Segundo a literatura, experienciar adversidade na infância aumenta a probabilidade
de desenvolver uma vinculação insegura com as figuras parentais (Benavente et al., 2009).
24
Para além disso, a vinculação desenvolvida na infância pode manter-se na idade adulta
(Riggs, 2010). Tendo em conta que as experiências adversas analisadas no presente estudo
ocorreram no seio familiar, onde as figuras de vinculação exerceram influência direta ou
indireta, o potencial efeito atenuador da vinculação fica inevitavelmente comprometido.
Assim, é possível compreender que só se tenha verificado o efeito moderador da Qualidade
do Laço Emocional em dois dos vinte modelos em análise.
Contudo, é possível que a vinculação parental estabelecida na infância se transforme
ao longo do tempo (Waters & Cummings, 2000). Deste modo, mesmo nos casos em que foi
experienciado adversidade na infância e consequentemente desenvolvida uma vinculação
parental insegura, é possível que esta se transforme e venha mais tarde a ser um fator
encorajador para a parentalidade. Por outras palavras, neste estudo procura-se compreender
se a vinculação parental pode ter um efeito positivo apesar das experiências negativas na
infância. Os resultados encontrados parecem ir ao encontro desta ideia, pelo menos
parcialmente, já que o efeito moderador da Qualidade do Laço Emocional ao pai ocorre em
situações onde existiu adversidade na infância, e atua como potenciador da motivação para
a parentalidade, tendo uma relação positiva com uma motivação a favor da parentalidade e
uma relação negativa com uma motivação desfavorável a esta.
A literatura tem secundarizado a importância do papel do pai, principalmente quando
comparado com a figura materna, pelo que o facto de termos evidenciado associações
significativas sobretudo com a qualidade do laço emocional à figura paterna é um resultado
bastante curioso. Efetivamente, durante muito tempo, o pai tem ocupado uma posição
secundária enquanto figura de vinculação primária (Bowlby, 1969/1982). A perceção
vigente relativa ao papel do pai tem vindo a sofrer alterações ao longo do tempo. A visão da
mãe como elemento afetivo e responsável pelos cuidados e educação dos filhos, e do pai
como suporte financeiro da família é, atualmente, considerada tradicional para uns e
contemporânea para outros (Parke, 1996, citado por Monteiro, 2007). A fim de perceber esta
perspetiva no contexto português, Balancho (2004) debruçou-se sobre as perceções sociais
relativas ao papel do pai ao longo do tempo, verificando-se um grande corte entre aquele
que era o “pai de antigamente” e o “pai novo”. O pai do passado era caracterizado e
valorizado pela sua imposição de autoridade, pela sua ausência na vida dos filhos, função
disciplinadora e pela distância emocional. De forma completamente diferente, o “pai atual”

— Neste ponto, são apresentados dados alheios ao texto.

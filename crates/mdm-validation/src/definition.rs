//! Definition-write checks

use crate::rules::check_value;
use crate::{Error, Result};
use mdm_schema::{AttributeDefinition, RawAttributeDefinition};

/// Parse a raw definition and check its default value
///
/// # Errors
///
/// [`Error::Config`] for a bad kind or config, [`Error::InvalidDefault`] when
/// the default value fails the definition's own value rules.
pub fn validate_definition(raw: RawAttributeDefinition) -> Result<AttributeDefinition> {
    let definition = AttributeDefinition::try_from(raw)?;
    check_definition(&definition)?;
    Ok(definition)
}

/// Check the default value of an already parsed definition
///
/// # Errors
///
/// [`Error::InvalidDefault`] when the default fails validation.
pub fn check_definition(definition: &AttributeDefinition) -> Result<()> {
    let Some(default) = &definition.default_value else {
        return Ok(());
    };
    let result = check_value(&definition.config, default);
    if result.is_valid {
        Ok(())
    } else {
        Err(Error::InvalidDefault {
            code: definition.code.clone(),
            reason: result.message.unwrap_or_default(),
        })
    }
}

caracteriza-se por uma autoridade suave, pela maior presença na vida dos filhos,
25
proximidade emocional e capacidade de compreensão e comunicação com os filhos. A
perspetiva de Lamb (2010) vem mostrar que quando os pais assumem um papel de
cuidadores, são tão competentes e sensíveis como as mães. No estudo de Meira (2020),
verificou-se que crianças em idade escolar dão maior importância ao pai enquanto Porto
Seguro do que enquanto Base Segura para Exploração, o que contraria “a tendência científica
e cultural de traduzir a importância do papel paterno apenas como Base Segura Para
Exploração, nomeadamente como companheiro de Jogo/Brincadeira.” (Meira, 2020, p.35).

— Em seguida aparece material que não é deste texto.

//! Bulk loading of a [`Catalog`] through the write services
//!
//! Entities are written in dependency order: definitions, groups, item types,
//! categories (parents first), item-type default categories, families
//! (parents first), items, then associations. Category and family attribute
//! values are applied as an update after the node exists, since creation
//! refuses them.

use crate::hierarchy::parents_first;
use crate::service::{CatalogService, CategoryUpdate, FamilyUpdate, ItemTypeUpdate, NewItem};
use crate::{Error, Result};
use mdm_ir::{AttributeMap, Category, Family, Item, ItemType};
use mdm_schema::Catalog;
use mdm_store::Repository;
use mdm_validation::{ValidationIssue, ValidationReport, audit_values};
use serde::Serialize;
use tracing::{info, warn};

/// Number of entities written per kind
#[derive(Debug, Clone, Copy, Default, PartialEq, Eq, Serialize)]
#[serde(rename_all = "camelCase")]
pub struct ImportSummary {
    pub definitions: usize,
    pub groups: usize,
    pub item_types: usize,
    pub categories: usize,
    pub families: usize,
    pub items: usize,
    pub associations: usize,
}

impl ImportSummary {
    #[must_use]
    pub fn total(&self) -> usize {
        self.definitions
            + self.groups
            + self.item_types
            + self.categories
            + self.families
            + self.items
            + self.associations
    }
}

/// Load a catalog, stopping at the first failure
///
/// # Errors
///
/// The first error any write service returns.
pub async fn import_catalog<R: Repository>(
    service: &CatalogService<R>,
    catalog: &Catalog,
) -> Result<ImportSummary> {
    let mut failures = Failures::Stop;
    let summary = run(service, catalog, &mut failures).await?;
    info!("Imported {} entities", summary.total());
    Ok(summary)
}

/// Load a catalog, recording every failure instead of stopping
///
/// Entities that fail are skipped and anything depending on them fails in
/// turn. Items whose attribute values are rejected get one issue per
/// offending attribute.
pub async fn audit_catalog<R: Repository>(
    service: &CatalogService<R>,
    catalog: &Catalog,
) -> ValidationReport {
    let mut failures = Failures::Collect(ValidationReport::new());
    // Collect mode never short-circuits
    if let Err(err) = run(service, catalog, &mut failures).await {
        failures.record(service, "catalog", None, err).await.ok();
    }
    match failures {
        Failures::Collect(report) => report,
        Failures::Stop => ValidationReport::new(),
    }
}

enum Failures {
    Stop,
    Collect(ValidationReport),
}

impl Failures {
    async fn record<R: Repository>(
        &mut self,
        service: &CatalogService<R>,
        entity: &str,
        item: Option<&Item>,
        err: Error,
    ) -> Result<()> {
        let Failures::Collect(report) = self else {
            return Err(err);
        };
        warn!("{}: {}", entity, err);

        if let (Some(item), Error::Validation(_)) = (item, &err) {
            if let Ok(schema) = service
                .resolve_item_schema(&item.item_type, Some(&item.category), item.family.as_ref())
                .await
            {
                let issues = audit_values(&schema.definitions, &item.attributes);
                if !issues.is_empty() {
                    report.merge(entity, issues);
                    return Ok(());
                }
            }
        }

        report.add(ValidationIssue::error(err.to_string()).with_entity(entity));
        Ok(())
    }
}

async fn run<R: Repository>(
    service: &CatalogService<R>,
    catalog: &Catalog,
    failures: &mut Failures,
) -> Result<ImportSummary> {
    let mut summary = ImportSummary::default();

    for raw in &catalog.definitions {
        match service.save_raw_definition(raw.clone()).await {
            Ok(_) => summary.definitions += 1,
            Err(err) => failures.record(service, &raw.code, None, err).await?,
        }
    }

    for group in &catalog.groups {
        match service.save_group(group.clone()).await {
            Ok(()) => summary.groups += 1,
            Err(err) => failures.record(service, &group.code, None, err).await?,
        }
    }

    let mut created_item_types: Vec<&ItemType> = Vec::new();
    for item_type in &catalog.item_types {
        let detached = ItemType {
            category: None,
            ..item_type.clone()
        };
        match service.create_item_type(detached).await {
            Ok(_) => {
                summary.item_types += 1;
                created_item_types.push(item_type);
            }
            Err(err) => failures.record(service, &item_type.code, None, err).await?,
        }
    }

    for category in parents_first(&catalog.categories) {
        let attributes = category.attributes.clone();
        let bare = Category {
            attributes: AttributeMap::new(),
            ..category.clone()
        };
        if let Err(err) = service.create_category(bare).await {
            failures.record(service, &category.code, None, err).await?;
            continue;
        }
        summary.categories += 1;

        if !attributes.is_empty() {
            let update = CategoryUpdate {
                attributes: Some(attributes),
                ..CategoryUpdate::default()
            };
            if let Err(err) = service.update_category(&category.id, update).await {
                failures.record(service, &category.code, None, err).await?;
            }
        }
    }

    for item_type in created_item_types {
        let Some(category) = &item_type.category else {
            continue;
        };
        let update = ItemTypeUpdate {
            category: Some(Some(category.clone())),
            ..ItemTypeUpdate::default()
        };
        if let Err(err) = service.update_item_type(&item_type.id, update).await {
            failures.record(service, &item_type.code, None, err).await?;
        }
    }

    for family in parents_first(&catalog.families) {
        let attributes = family.attributes.clone();
        let bare = Family {
            attributes: AttributeMap::new(),
            ..family.clone()
        };
        if let Err(err) = service.create_family(bare).await {
            failures.record(service, &family.code, None, err).await?;
            continue;
        }
        summary.families += 1;

        if !attributes.is_empty() {
            let update = FamilyUpdate {
                attributes: Some(attributes),
                ..FamilyUpdate::default()
            };
            if let Err(err) = service.update_family(&family.id, update).await {
                failures.record(service, &family.code, None, err).await?;
            }
        }
    }

    for item in &catalog.items {
        match service.create_item(NewItem::from(item.clone())).await {
            Ok(_) => summary.items += 1,
            Err(err) => failures.record(service, &item.code, Some(item), err).await?,
        }
    }

    for association in &catalog.associations {
        match service.create_association(association.clone()).await {
            Ok(_) => summary.associations += 1,
            Err(err) => {
                failures
                    .record(service, association.id.as_str(), None, err)
                    .await?;
            }
        }
    }

    Ok(summary)
}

Atualmente, considera-se que na relação pai-criança, o papel do primeiro é muito mais do
que aquele protagonizado por uma Figura de Vinculação Secundária. O pai é, assim, cada
vez mais perspetivado como outra Figura de Vinculação Primária neste elo vinculativo
(Meira, 2020). Com uma perspetiva bastante diferente, encontram-se alguns autores que
demonstram que a noção da mulher como primeira prestadora de cuidados e do pai como
figura substituta, ou apenas como companheiro de brincadeira é uma crença ainda bastante
enraizada no Ocidente (Deutsch, 2001; Parke, 1996; Rohner & Veneziano, 2001, citado por
Monteiro, 2007). Deste modo, os resultados observados podem estar relacionados com a
perspetiva mais conservadora sobre a figura paterna, que ainda que inconscientemente,
exerce ainda alguma influência sobre a visão que cada um de nós tem acerca do seu pai.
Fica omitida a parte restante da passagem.